Here is the left dataframe:

val llist = Seq(("bob", "b", "2015-01-13", 4), ("alice", "a", "2015-04-23",10))

val left = llist.toDF("firstname","lastname","date","duration")

left.show()

/*
+---------+--------+----------+--------+
|firstname|lastname|      date|duration|
+---------+--------+----------+--------+
|      bob|       b|2015-01-13|       4|
|    alice|       a|2015-04-23|      10|
+---------+--------+----------+--------+
*/

Here is the right dataframe:

val right = Seq(("alice", "a", 100),("bob", "b", 23)).toDF("firstname","lastname","upload")

right.show()

/*
+---------+--------+------+
|firstname|lastname|upload|
+---------+--------+------+
|    alice|       a|   100|
|      bob|       b|    23|
+---------+--------+------+
*/

Here is an incorrect solution, where the join columns are defined as the predicate left("firstname")===right("firstname") && left("lastname")===right("lastname").

The incorrect result is that the firstname and lastname columns are duplicated in the joined data frame:

left.join(right, left("firstname")===right("firstname") &&
                 left("lastname")===right("lastname")).show

/*
+---------+--------+----------+--------+---------+--------+------+
|firstname|lastname|      date|duration|firstname|lastname|upload|
+---------+--------+----------+--------+---------+--------+------+
|      bob|       b|2015-01-13|       4|      bob|       b|    23|
|    alice|       a|2015-04-23|      10|    alice|       a|   100|
+---------+--------+----------+--------+---------+--------+------+
*/

The correct solution is to define the join columns as an array of strings Seq("firstname", "lastname").
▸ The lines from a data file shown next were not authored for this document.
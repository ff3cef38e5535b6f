//! Resolved recipes and directory defaults.
//!
//! A recipe's identifier is computed over its resolved attributes only. The
//! name and kind are bookkeeping: two recipes that would run the same script
//! in the same environment share an identifier regardless of what they are
//! called.

use std::collections::BTreeMap;

use serde::Serialize;

use crate::placeholder;
use crate::syntax::RecipeKind;
use crate::util::hash::{HashError, Hashable, ObjectHash};

/// A resolved store or target.
#[derive(Debug, Clone, PartialEq, Eq, Serialize)]
pub struct Recipe {
  pub name: String,
  pub kind: RecipeKind,
  #[serde(skip_serializing_if = "BTreeMap::is_empty")]
  pub env: BTreeMap<String, String>,
  #[serde(skip_serializing_if = "Vec::is_empty")]
  pub inputs: Vec<String>,
  #[serde(skip_serializing_if = "std::ops::Not::not")]
  pub network: bool,
  #[serde(skip_serializing_if = "String::is_empty")]
  pub script: String,
  #[serde(skip_serializing_if = "Vec::is_empty")]
  pub shell: Vec<String>,
  pub id: ObjectHash,
}

/// The hashed subset of a recipe.
///
/// Field order is fixed by declaration and `env` is a `BTreeMap`, so the
/// JSON is canonical.
#[derive(Serialize)]
struct CanonicalRecipe<'a> {
  #[serde(skip_serializing_if = "is_empty_map")]
  env: &'a BTreeMap<String, String>,
  #[serde(skip_serializing_if = "is_empty_list")]
  inputs: &'a [String],
  #[serde(skip_serializing_if = "is_false")]
  network: bool,
  #[serde(skip_serializing_if = "is_empty_str")]
  script: &'a str,
  #[serde(skip_serializing_if = "is_empty_list")]
  shell: &'a [String],
}

impl Hashable for CanonicalRecipe<'_> {}

fn is_empty_map(map: &&BTreeMap<String, String>) -> bool {
  map.is_empty()
}

fn is_empty_list(list: &&[String]) -> bool {
  list.is_empty()
}

fn is_empty_str(s: &&str) -> bool {
  s.is_empty()
}

fn is_false(b: &bool) -> bool {
  !*b
}

impl Recipe {
  /// An unsealed recipe with no attributes set.
  pub fn new(name: impl Into<String>, kind: RecipeKind) -> Self {
    Self {
      name: name.into(),
      kind,
      env: BTreeMap::new(),
      inputs: Vec::new(),
      network: false,
      script: String::new(),
      shell: Vec::new(),
      id: ObjectHash(String::new()),
    }
  }

  pub fn is_store(&self) -> bool {
    self.kind == RecipeKind::Store
  }

  /// Compute the content address of the current attributes.
  pub fn compute_id(&self) -> Result<ObjectHash, HashError> {
    CanonicalRecipe {
      env: &self.env,
      inputs: &self.inputs,
      network: self.network,
      script: &self.script,
      shell: &self.shell,
    }
    .compute_hash()
  }

  /// Fix the identifier. Attributes must not change afterwards.
  pub fn seal(mut self) -> Result<Self, HashError> {
    self.id = self.compute_id()?;
    Ok(self)
  }

  /// The token dependents see in place of this recipe.
  pub fn token(&self) -> String {
    placeholder::token(&self.id)
  }

  /// Identifiers of other recipes referenced from any attribute, first
  /// occurrence order, without duplicates.
  pub fn dependencies(&self) -> Vec<ObjectHash> {
    let texts = self
      .env
      .values()
      .chain(&self.inputs)
      .chain(std::iter::once(&self.script))
      .chain(&self.shell);

    let mut deps: Vec<ObjectHash> = Vec::new();
    for text in texts {
      for id in placeholder::references(text) {
        if !deps.contains(&id) {
          deps.push(id);
        }
      }
    }
    deps
  }
}

/// Directory-wide fallback attributes.
#[derive(Debug, Clone, Default, PartialEq, Eq, Serialize)]
pub struct Defaults {
  #[serde(skip_serializing_if = "Vec::is_empty")]
  pub shell: Vec<String>,
}

impl Defaults {
  pub fn is_empty(&self) -> bool {
    self.shell.is_empty()
  }

  /// Fill attributes the recipe left empty.
  pub fn apply(&self, recipe: &mut Recipe) {
    if recipe.shell.is_empty() {
      recipe.shell = self.shell.clone();
    }
  }
}
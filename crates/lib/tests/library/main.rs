mod common;
mod directory_tests;
mod import_tests;
mod resolve_tests;
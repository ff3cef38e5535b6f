//! Implementation of the `lake eval` command.

use anyhow::Result;
use owo_colors::{OwoColorize, Stream};

use lake_lib::eval::{Directory, resolve_directory};
use lake_lib::recipe::Recipe;

use super::{ResolveArgs, check, load};
use crate::output::{print_json, print_stat, truncate_hash};

pub fn cmd_eval(args: &ResolveArgs) -> Result<()> {
  let (files, mut importer) = load(args)?;
  let directory = check(resolve_directory(&files, &mut importer))?;

  if args.format.is_json() {
    return print_json(&directory);
  }
  print_directory(&directory);
  Ok(())
}

fn print_directory(directory: &Directory) {
  println!("Stores: {}", directory.stores.len());
  for recipe in &directory.stores {
    print_recipe(recipe);
  }
  println!("Targets: {}", directory.targets.len());
  for recipe in &directory.targets {
    print_recipe(recipe);
  }
  if !directory.defaults.is_empty() {
    println!("Defaults:");
    print_stat("shell", &directory.defaults.shell.join(" "));
  }
}

fn print_recipe(recipe: &Recipe) {
  println!(
    "  {} {}",
    recipe.name.if_supports_color(Stream::Stdout, |s| s.bold()),
    truncate_hash(&recipe.id.0).if_supports_color(Stream::Stdout, |s| s.dimmed())
  );
  for (key, value) in &recipe.env {
    print_stat(&format!("  env.{key}"), value);
  }
  if !recipe.inputs.is_empty() {
    print_stat("  inputs", &recipe.inputs.join(", "));
  }
  if recipe.network {
    print_stat("  network", "true");
  }
  if !recipe.shell.is_empty() {
    print_stat("  shell", &recipe.shell.join(" "));
  }
  if !recipe.script.is_empty() {
    print_stat("  script", &recipe.script);
  }
}
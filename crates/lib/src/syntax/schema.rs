use super::types::{DEFAULTS_BLOCK, STORE_BLOCK, TARGET_BLOCK};

/// The value type an attribute decodes into.
#[derive(Debug, Clone, Copy, PartialEq, Eq)]
pub enum AttrType {
  String,
  Bool,
  StringList,
  StringMap,
}

impl AttrType {
  pub fn describe(self) -> &'static str {
    match self {
      AttrType::String => "string",
      AttrType::Bool => "bool",
      AttrType::StringList => "list of string",
      AttrType::StringMap => "map of string",
    }
  }
}

/// An attribute a block kind accepts. All attributes are optional.
#[derive(Debug, Clone, Copy, PartialEq, Eq)]
pub struct AttrSpec {
  pub name: &'static str,
  pub ty: AttrType,
}

/// The expected shape of a recognized block kind.
#[derive(Debug, Clone, Copy, PartialEq, Eq)]
pub struct BlockSchema {
  pub kind: &'static str,
  pub labels: &'static [&'static str],
  pub attributes: &'static [AttrSpec],
}

impl BlockSchema {
  pub fn attribute(&self, name: &str) -> Option<&AttrSpec> {
    self.attributes.iter().find(|spec| spec.name == name)
  }
}

const RECIPE_ATTRIBUTES: &[AttrSpec] = &[
  AttrSpec {
    name: "env",
    ty: AttrType::StringMap,
  },
  AttrSpec {
    name: "inputs",
    ty: AttrType::StringList,
  },
  AttrSpec {
    name: "network",
    ty: AttrType::Bool,
  },
  AttrSpec {
    name: "script",
    ty: AttrType::String,
  },
  AttrSpec {
    name: "shell",
    ty: AttrType::StringList,
  },
];

const DEFAULTS_ATTRIBUTES: &[AttrSpec] = &[AttrSpec {
  name: "shell",
  ty: AttrType::StringList,
}];

/// The recognized-block-kind table.
pub const BLOCK_SCHEMAS: &[BlockSchema] = &[
  BlockSchema {
    kind: STORE_BLOCK,
    labels: &["name"],
    attributes: RECIPE_ATTRIBUTES,
  },
  BlockSchema {
    kind: TARGET_BLOCK,
    labels: &["name"],
    attributes: RECIPE_ATTRIBUTES,
  },
  BlockSchema {
    kind: DEFAULTS_BLOCK,
    labels: &[],
    attributes: DEFAULTS_ATTRIBUTES,
  },
];

pub fn block_schema(kind: &str) -> Option<&'static BlockSchema> {
  BLOCK_SCHEMAS.iter().find(|schema| schema.kind == kind)
}

#[cfg(test)]
mod tests {
  use super::*;

  #[test]
  fn store_and_target_share_schema() {
    let store = block_schema("store").unwrap();
    let target = block_schema("target").unwrap();
    assert_eq!(store.attributes, target.attributes);
    assert_eq!(store.labels.len(), 1);
  }

  #[test]
  fn defaults_has_no_labels() {
    let defaults = block_schema("defaults").unwrap();
    assert!(defaults.labels.is_empty());
    assert_eq!(defaults.attribute("shell").map(|a| a.ty), Some(AttrType::StringList));
    assert!(defaults.attribute("script").is_none());
  }

  #[test]
  fn unknown_kind() {
    assert!(block_schema("config").is_none());
  }
}
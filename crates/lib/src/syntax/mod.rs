//! Front-end adapter: Lakefile text into declarations.
//!
//! The evaluation core only consumes the types in `types`: per file, an
//! ordered list of blocks and top-level attributes, each with source ranges
//! and expressions ready for the expression evaluator. `parse` produces
//! them from HCL text; `schema` is the recognized-block-kind table.

mod parse;
mod schema;
mod types;

pub use parse::*;
pub use schema::*;
pub use types::*;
The output data frame does not have duplicated columns:

left.join(right, Seq("firstname", "lastname")).show

/*
+---------+--------+----------+--------+------+
|firstname|lastname|      date|duration|upload|
+---------+--------+----------+--------+------+
|      bob|       b|2015-01-13|       4|    23|
|    alice|       a|2015-04-23|      10|   100|
+---------+--------+----------+--------+------+
*/
Sign up to request clarification or add additional context in comments.

9 Comments

actually the output DF does have duplicates using the following; val joined = sampledDF.join(idsDF, idColumns, "inner") . and where idColumns is a Seq[String] containing the join columns
I don't think this works if the names of the columns in the two datasets are different.
What to do when out of 4 join exprs, 2 have different columns in both tables but 2 refers to same columns on both tables. rename?
This will not work if columns have null values and its a null comparision
What if the common columns on which we join have different names in different dataframes?
|
35

This is an expected behavior. DataFrame.join method is equivalent to SQL join like this

SELECT * FROM a JOIN b ON joinExprs

If you want to ignore duplicate columns just drop them or select columns of interest afterwards. If you want to disambiguate you can use access these using parent DataFrames:

val a: DataFrame = ???
val b: DataFrame = ???
val joinExprs: Column = ???

a.join(b, joinExprs).select(a("id"), b("foo"))
// drop equivalent 
a.alias("a").join(b.alias("b"), joinExprs).drop(b("id")).drop(a("foo"))

or use aliases:

// As for now aliases don't work with drop
a.alias("a").join(b.alias("b"), joinExprs).select($"a.id", $"b.foo")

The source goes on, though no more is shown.